Count every line below that contains "DecoderConfig", then state the total with no other output.

[Stored data]
= = = =
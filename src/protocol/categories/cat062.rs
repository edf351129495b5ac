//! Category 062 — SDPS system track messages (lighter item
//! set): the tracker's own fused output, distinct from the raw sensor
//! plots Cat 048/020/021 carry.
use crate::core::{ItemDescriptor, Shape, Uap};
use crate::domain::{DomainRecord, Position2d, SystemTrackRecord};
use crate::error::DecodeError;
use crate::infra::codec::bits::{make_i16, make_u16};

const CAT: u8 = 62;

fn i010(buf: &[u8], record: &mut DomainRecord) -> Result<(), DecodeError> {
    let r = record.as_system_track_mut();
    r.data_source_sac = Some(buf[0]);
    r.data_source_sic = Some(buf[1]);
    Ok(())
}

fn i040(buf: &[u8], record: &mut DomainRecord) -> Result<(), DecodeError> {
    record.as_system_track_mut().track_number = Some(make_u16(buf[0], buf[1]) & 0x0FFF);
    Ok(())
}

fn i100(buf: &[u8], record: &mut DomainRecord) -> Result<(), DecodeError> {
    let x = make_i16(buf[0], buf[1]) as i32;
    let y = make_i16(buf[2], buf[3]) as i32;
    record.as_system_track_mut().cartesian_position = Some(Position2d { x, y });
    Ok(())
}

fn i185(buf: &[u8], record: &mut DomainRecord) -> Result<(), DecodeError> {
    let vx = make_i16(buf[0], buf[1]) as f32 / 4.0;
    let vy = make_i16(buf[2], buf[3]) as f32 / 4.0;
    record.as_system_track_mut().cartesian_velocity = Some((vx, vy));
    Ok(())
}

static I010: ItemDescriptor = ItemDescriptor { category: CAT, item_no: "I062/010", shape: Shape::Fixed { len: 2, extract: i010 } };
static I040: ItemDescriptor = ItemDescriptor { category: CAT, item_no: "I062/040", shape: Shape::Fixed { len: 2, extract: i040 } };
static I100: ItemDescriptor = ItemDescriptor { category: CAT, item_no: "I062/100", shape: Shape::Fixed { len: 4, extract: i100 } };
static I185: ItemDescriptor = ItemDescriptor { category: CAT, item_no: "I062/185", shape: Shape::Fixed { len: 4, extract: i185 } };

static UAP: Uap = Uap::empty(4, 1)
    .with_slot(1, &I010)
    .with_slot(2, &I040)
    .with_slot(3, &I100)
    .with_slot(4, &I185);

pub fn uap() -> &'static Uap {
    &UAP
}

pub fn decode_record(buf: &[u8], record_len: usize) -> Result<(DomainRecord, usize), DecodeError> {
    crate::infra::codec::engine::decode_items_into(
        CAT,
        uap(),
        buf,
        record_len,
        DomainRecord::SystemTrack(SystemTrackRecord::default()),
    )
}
= = = =
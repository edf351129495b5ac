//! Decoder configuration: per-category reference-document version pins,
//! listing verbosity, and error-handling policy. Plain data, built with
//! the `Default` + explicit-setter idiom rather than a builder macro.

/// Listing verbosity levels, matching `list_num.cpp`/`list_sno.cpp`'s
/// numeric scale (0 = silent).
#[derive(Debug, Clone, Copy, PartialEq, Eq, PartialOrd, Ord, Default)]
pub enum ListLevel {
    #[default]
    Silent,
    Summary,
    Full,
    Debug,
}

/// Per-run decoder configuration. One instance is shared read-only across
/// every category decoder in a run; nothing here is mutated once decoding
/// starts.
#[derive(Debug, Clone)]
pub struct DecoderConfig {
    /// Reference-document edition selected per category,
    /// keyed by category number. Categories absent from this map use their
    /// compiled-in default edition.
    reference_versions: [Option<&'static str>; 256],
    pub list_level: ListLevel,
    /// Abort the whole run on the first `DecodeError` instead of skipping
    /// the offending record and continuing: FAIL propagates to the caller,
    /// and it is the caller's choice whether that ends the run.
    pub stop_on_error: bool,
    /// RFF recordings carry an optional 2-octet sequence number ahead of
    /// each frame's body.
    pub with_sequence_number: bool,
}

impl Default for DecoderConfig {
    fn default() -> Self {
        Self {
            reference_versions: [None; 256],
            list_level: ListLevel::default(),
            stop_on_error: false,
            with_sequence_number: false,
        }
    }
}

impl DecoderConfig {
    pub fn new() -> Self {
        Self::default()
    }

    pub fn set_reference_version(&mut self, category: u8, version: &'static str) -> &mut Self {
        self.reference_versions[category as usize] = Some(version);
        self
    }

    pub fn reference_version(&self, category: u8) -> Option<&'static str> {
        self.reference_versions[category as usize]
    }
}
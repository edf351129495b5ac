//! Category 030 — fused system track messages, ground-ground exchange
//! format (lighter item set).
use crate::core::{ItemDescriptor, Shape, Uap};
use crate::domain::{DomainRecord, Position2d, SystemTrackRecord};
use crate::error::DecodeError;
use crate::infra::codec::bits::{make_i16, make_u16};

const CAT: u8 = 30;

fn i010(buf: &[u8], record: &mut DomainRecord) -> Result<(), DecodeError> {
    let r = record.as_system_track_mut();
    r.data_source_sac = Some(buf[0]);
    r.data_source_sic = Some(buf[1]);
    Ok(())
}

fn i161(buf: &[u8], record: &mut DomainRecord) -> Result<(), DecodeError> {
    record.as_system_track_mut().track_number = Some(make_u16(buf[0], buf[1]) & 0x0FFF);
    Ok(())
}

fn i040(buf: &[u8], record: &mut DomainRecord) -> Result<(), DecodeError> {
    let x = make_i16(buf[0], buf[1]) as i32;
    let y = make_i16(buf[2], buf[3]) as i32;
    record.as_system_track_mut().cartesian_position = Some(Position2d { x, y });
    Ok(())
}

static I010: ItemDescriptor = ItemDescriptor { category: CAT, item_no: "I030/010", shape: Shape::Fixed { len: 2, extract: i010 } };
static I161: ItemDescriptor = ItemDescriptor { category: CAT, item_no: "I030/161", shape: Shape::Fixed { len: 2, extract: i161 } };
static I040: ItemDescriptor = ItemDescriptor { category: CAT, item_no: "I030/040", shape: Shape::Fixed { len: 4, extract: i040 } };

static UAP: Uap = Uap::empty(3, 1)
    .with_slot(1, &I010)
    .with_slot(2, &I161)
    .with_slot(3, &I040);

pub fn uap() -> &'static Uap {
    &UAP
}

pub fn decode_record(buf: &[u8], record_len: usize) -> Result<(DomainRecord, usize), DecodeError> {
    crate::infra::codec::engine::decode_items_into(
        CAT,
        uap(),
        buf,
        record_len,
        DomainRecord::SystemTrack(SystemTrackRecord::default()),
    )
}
= = = =
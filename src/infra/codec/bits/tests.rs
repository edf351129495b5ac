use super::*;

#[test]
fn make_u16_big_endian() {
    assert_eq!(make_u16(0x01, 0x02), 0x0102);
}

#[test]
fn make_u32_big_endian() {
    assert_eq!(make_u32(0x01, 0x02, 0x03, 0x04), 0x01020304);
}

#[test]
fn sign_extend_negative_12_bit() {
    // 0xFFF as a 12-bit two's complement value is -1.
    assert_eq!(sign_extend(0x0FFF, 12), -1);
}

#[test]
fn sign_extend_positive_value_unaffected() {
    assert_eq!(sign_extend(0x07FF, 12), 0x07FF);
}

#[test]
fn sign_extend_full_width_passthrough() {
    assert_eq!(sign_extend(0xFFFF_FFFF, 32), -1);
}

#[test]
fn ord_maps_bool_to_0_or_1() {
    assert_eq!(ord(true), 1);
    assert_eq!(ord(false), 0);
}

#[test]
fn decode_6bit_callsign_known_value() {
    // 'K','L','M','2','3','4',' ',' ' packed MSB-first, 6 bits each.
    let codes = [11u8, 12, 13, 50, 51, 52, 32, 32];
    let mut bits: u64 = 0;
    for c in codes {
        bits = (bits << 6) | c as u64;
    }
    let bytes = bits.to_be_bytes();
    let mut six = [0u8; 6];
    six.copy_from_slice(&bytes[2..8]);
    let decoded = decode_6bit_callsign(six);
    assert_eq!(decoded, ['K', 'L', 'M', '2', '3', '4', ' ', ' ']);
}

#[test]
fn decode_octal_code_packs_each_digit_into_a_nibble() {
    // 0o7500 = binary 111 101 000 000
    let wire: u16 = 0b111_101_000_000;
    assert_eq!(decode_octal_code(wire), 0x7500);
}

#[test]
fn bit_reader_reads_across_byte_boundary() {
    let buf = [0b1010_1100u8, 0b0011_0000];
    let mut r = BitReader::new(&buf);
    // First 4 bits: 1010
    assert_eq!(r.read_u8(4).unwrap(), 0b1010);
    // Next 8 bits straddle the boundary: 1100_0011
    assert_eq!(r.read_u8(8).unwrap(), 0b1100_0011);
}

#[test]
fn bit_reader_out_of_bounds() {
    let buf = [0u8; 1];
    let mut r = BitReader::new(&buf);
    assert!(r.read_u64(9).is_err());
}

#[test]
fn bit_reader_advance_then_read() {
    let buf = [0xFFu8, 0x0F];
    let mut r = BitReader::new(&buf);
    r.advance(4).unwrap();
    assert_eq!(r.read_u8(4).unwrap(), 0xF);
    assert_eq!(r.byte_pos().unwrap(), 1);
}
= = = =
## SOLUTION FOR THIS TASK
3